Fernando llegó esa noche al servicio agotado. Completamente agotado. Saludó al de puertas, se puso el uniforme en el vestuario y, camino del cuarto de los Zetas, pensó que no podía más, que en algún momento las fuerzas le abandonarían del todo. Escuchó atento durante el briefing, frotándose los ojos para evitar que se le cerraran y anotó las matrículas que el subinspector iba diciendo así como los nombres de los reclamados y los lugares donde, según los de Información, podrían ser hallados. Arrancó y, dando la entrada en el servicio, se incorporó al tráfico de las calles. Patrulló la ciudad. Intervino, mediando en peleas de bar, en discusiones entre familiares, entre cónyuges, entre vecinos; socorrió a personas caídas en la calle, salvándolas al menos durante 24 horas de ellas mismas y de sus adiciones. Comió en mitad de la noche su bocadillo mientras, como acostumbraba, leía la prensa recién salida del horno que le entregaba un repartidor, levantando de vez en cuando la vista para asentir a lo que le decía el compañero. Se daba cuenta de que muchos comunicados eran con «resuelto con presencia», lo cual era un claro síntoma de veteranía. Llevaba demasiado tiempo ya en esto, se decía.

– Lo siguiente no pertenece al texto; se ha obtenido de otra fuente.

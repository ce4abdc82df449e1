//! Bouncing eye sweep
//!
//! One slot moves the eye across the strip under an eased curve and reverses
//! direction with a new random color every time it completes. A second,
//! much faster slot darkens the whole strip on every completion, which turns
//! the painted streak into a fading tail.

use crate::animator::Animator;
use crate::color::Rgb;
use crate::easing::Easing;
use crate::pixels::PixelBuffer;

use super::{Param, ProgramContext, SlotAnimation, Stage};

const FADE_SLOT: usize = 0;
const MOVE_SLOT: usize = 1;

/// Direction of travel along the strip
#[derive(Debug, Clone, Copy, PartialEq, Eq)]
pub enum Direction {
    /// Towards higher indices
    Forward,
    /// Towards lower indices
    Backward,
}

impl Direction {
    #[must_use]
    pub const fn reversed(self) -> Self {
        match self {
            Self::Forward => Self::Backward,
            Self::Backward => Self::Forward,
        }
    }
}

/// Position, direction and color of the sweeping eye
#[derive(Debug, Clone)]
pub struct Sweep {
    position: usize,
    direction: Direction,
    color: Rgb,
    easing: Easing,
}

impl Sweep {
    /// Eye at pixel 0 moving forward
    pub const fn new(color: Rgb, easing: Easing) -> Self {
        Self {
            position: 0,
            direction: Direction::Forward,
            color,
            easing,
        }
    }

    pub const fn position(&self) -> usize {
        self.position
    }

    pub const fn direction(&self) -> Direction {
        self.direction
    }

    pub const fn color(&self) -> Rgb {
        self.color
    }

    /// Pixel the eye occupies at linear `progress` on a strip of `pixel_count`
    #[allow(
        clippy::cast_possible_truncation,
        clippy::cast_sign_loss,
        clippy::cast_precision_loss
    )]
    pub fn target(&self, progress: f32, pixel_count: usize) -> usize {
        if pixel_count == 0 {
            return 0;
        }
        let eased = self.easing.apply(progress);
        let travelled = match self.direction {
            Direction::Forward => eased,
            Direction::Backward => 1.0 - eased,
        };
        let index = (travelled * pixel_count as f32) as usize;
        index.min(pixel_count - 1)
    }

    /// Move the eye to its position at `progress`
    ///
    /// Every pixel between the previous and the new position, both included,
    /// is painted, so a fast eye leaves a continuous streak instead of
    /// isolated dots. Returns the new position.
    pub fn advance<const N: usize>(&mut self, progress: f32, pixels: &mut PixelBuffer<N>) -> usize {
        if N == 0 {
            return 0;
        }
        let next = self.target(progress, N);
        let (low, high) = if next >= self.position {
            (self.position, next)
        } else {
            (next, self.position)
        };
        for index in low..=high.min(N - 1) {
            pixels.set(index, self.color);
        }
        self.position = next;
        next
    }

    /// Turn around and continue with a new color
    pub fn reverse(&mut self, color: Rgb) {
        self.direction = self.direction.reversed();
        self.color = color;
    }

    /// Put the eye where a fresh crossing in the current direction begins
    pub fn rewind(&mut self, pixel_count: usize) {
        self.position = self.target(0.0, pixel_count);
    }
}

pub(super) fn enter<const N: usize, const SLOTS: usize>(ctx: &mut ProgramContext<'_, N, SLOTS>) {
    ctx.scratch.sweep.rewind(N);

    let sweep = ctx.config.sweep;
    let _ = ctx
        .animator
        .start_at(FADE_SLOT, sweep.fade_interval, SlotAnimation::FadeAll, ctx.now);
    let _ = ctx
        .animator
        .start_at(MOVE_SLOT, sweep.duration, SlotAnimation::Sweep, ctx.now);
}

pub(super) fn animate<const N: usize, const SLOTS: usize>(
    animator: &mut Animator<SlotAnimation, SLOTS>,
    stage: &mut Stage<'_, N>,
    param: Param,
) {
    stage.scratch.sweep.advance(param.progress, stage.pixels);

    if param.is_completed() {
        let color = Rgb::new(
            stage.rng.channel(255),
            stage.rng.channel(255),
            stage.rng.channel(255),
        );
        stage.scratch.sweep.reverse(color);
        let _ = animator.restart(param.handle, stage.now);
    }
}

El alba llegó finalmente, sorprendido de haber aguantado toda la noche y de seguir en pie Fernando se quitó el uniforme, dando gracias de no salir tarde, que dejó colgado con los recuerdos humeantes y se fue.
Regresó a casa al borde del desmayo. Besó en la frente a sus hijos dormidos y se acostó a medio vestir con cuidado de no despertar a su mujer.
Se levantó a la una. En la mesa de la cocina le habían dejado la comida preparada con una nota que decía: «PAPÁ, TE QUEREMOS». Comió solo. Luego a las diez, volvió a comisaría. Llegaba agotado, convencido de que se derrumbaría antes de que acabara el turno, pero iba silbando.